Bu tanımda belirleyici olan, hücre zarının bir hücreyi diğerinden ayırması değil, onun diğer hücreler ve çevre ile etkileşimini sağlamasıdır. Zar, hücrenin çok aktif, sürekli çalışan bir yapısı olup, doğası gereği pek çok fonksiyonla görevlendirilmiştir. Makalemizden hücre zarının bileşimi, yapısı, özellikleri ve işlevlerinin yanı sıra hücre zarının işleyişindeki ihlallerin insan sağlığı için oluşturduğu tehlike hakkında her şeyi öğreneceksiniz.

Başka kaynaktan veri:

use std::collections::HashSet;

use draftforge_common::PathStyle;
use draftforge_export_engine::{export_with_ids, validate, ExportOptions, TemplateBundle};
use draftforge_project_model::{
    Catalogs, ClipAnimations, ClipEntry, IdGenerator, MediaKind, Timeline,
};
use proptest::prelude::*;

fn clip_strategy() -> impl Strategy<Value = ClipEntry> {
    (
        1i64..20_000_000,
        any::<bool>(),
        prop::sample::select(vec!["None", "Blur", "VHS", "NotAnEffect"]),
        prop::sample::select(vec!["Cut", "Fade", "Spin", "NotATransition"]),
        prop::option::of(prop::sample::select(vec!["Fade In", "Spin In", "Nope"])),
        prop::option::of(1i64..30_000_000),
    )
        .prop_map(|(duration, video, effect, transition, entry, effect_duration)| {
            let (path, kind) = if video {
                ("/media/clip.mp4", MediaKind::Video)
            } else {
                ("/media/still.png", MediaKind::Image)
            };
            let mut clip = ClipEntry::new(path, kind, duration)
                .with_effect(effect)
                .with_transition(transition)
                .with_animations(ClipAnimations {
                    entry: entry.map(str::to_string),
                    ..ClipAnimations::default()
                });
            clip.effect_duration_micros = effect_duration;
            clip
        })
}

fn run(clips: Vec<ClipEntry>, seed: u64) -> draftforge_project_model::DraftDocument {
    let timeline = Timeline::from_clips(clips);
    let templates = TemplateBundle::from_base_json("{}").unwrap();
    let options = ExportOptions {
        path_style: PathStyle::Posix,
        ..ExportOptions::default()
    };
    export_with_ids(
        &timeline,
        &templates,
        &Catalogs::builtin().unwrap(),
        &options,
        IdGenerator::with_seed(seed),
    )
    .unwrap()
    .document
}

proptest! {
    #[test]
    fn primary_segments_start_at_prefix_sums(
        clips in prop::collection::vec(clip_strategy(), 1..12),
        seed in any::<u64>(),
    ) {
        let durations: Vec<i64> = clips.iter().map(|c| c.duration_micros).collect();
        let doc = run(clips, seed);
        let segments = &doc.primary_track().unwrap().segments;

        prop_assert_eq!(segments.len(), durations.len());
        let mut expected = 0i64;
        for (segment, duration) in segments.iter().zip(&durations) {
            prop_assert_eq!(segment.target_timerange.start, expected);
            prop_assert_eq!(segment.target_timerange.duration, *duration);
            expected += duration;
        }
        prop_assert_eq!(doc.duration, expected);
    }

    #[test]
    fn every_reference_resolves(
        clips in prop::collection::vec(clip_strategy(), 1..12),
        seed in any::<u64>(),
    ) {
        let count = clips.len();
        let doc = run(clips, seed);

        prop_assert!(doc.dangling_references().is_empty());
        let report = validate(&doc, count);
        prop_assert!(report.ok, "{:?}", report.reasons);

        let ids = doc.materials.ids();
        let unique: HashSet<&str> = ids.iter().copied().collect();
        prop_assert_eq!(unique.len(), ids.len());
    }

    #[test]
    fn effect_segments_stay_inside_their_clip(
        clips in prop::collection::vec(clip_strategy(), 1..12),
        seed in any::<u64>(),
    ) {
        let doc = run(clips, seed);
        let primary = doc.primary_track().unwrap();
        for track in doc.tracks_of(draftforge_project_model::TRACK_EFFECT) {
            for segment in &track.segments {
                let owner = primary
                    .segments
                    .iter()
                    .find(|s| s.extra_material_refs.contains(&segment.material_id))
                    .unwrap();
                prop_assert_eq!(segment.target_timerange.start, owner.target_timerange.start);
                prop_assert!(segment.target_timerange.duration > 0);
                prop_assert!(segment.target_timerange.duration <= owner.target_timerange.duration);
            }
        }
    }
}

Hücre zarı araştırmalarının tarihi

1925'te iki Alman bilim adamı Gorter ve Grendel, insan kanının kırmızı kan hücreleri olan eritrositler üzerinde karmaşık bir deney yapabildiler. Ozmotik bir darbe yardımıyla, araştırmacılar sözde "gölgeler" - kırmızı kan hücrelerinin boş kabuklarını elde ettiler, daha sonra bunları bir yığına koydular ve yüzey alanını ölçtüler. Bir sonraki adım, hücre zarındaki lipid miktarını hesaplamaktı. Bilim adamları aseton yardımıyla "gölgelerden" lipitleri izole ettiler ve bunların sadece bir çift sürekli katman için yeterli olduğunu belirlediler.

Ancak deney sırasında iki büyük hata yapıldı:

    Aseton kullanımı, zarlardan kesinlikle tüm lipidlerin izolasyonuna izin vermez;

    "Gölgelerin" yüzey alanı, aynı zamanda yanlış olan kuru ağırlığa göre hesaplanmıştır.

İlk hata hesaplamalarda eksi ve ikincisi - bir artı verdiğinden, genel sonuçşaşırtıcı derecede doğru olduğu ortaya çıktı ve Alman bilim adamları bilim dünyasına en önemli keşfi getirdi - hücre zarının lipid çift tabakası.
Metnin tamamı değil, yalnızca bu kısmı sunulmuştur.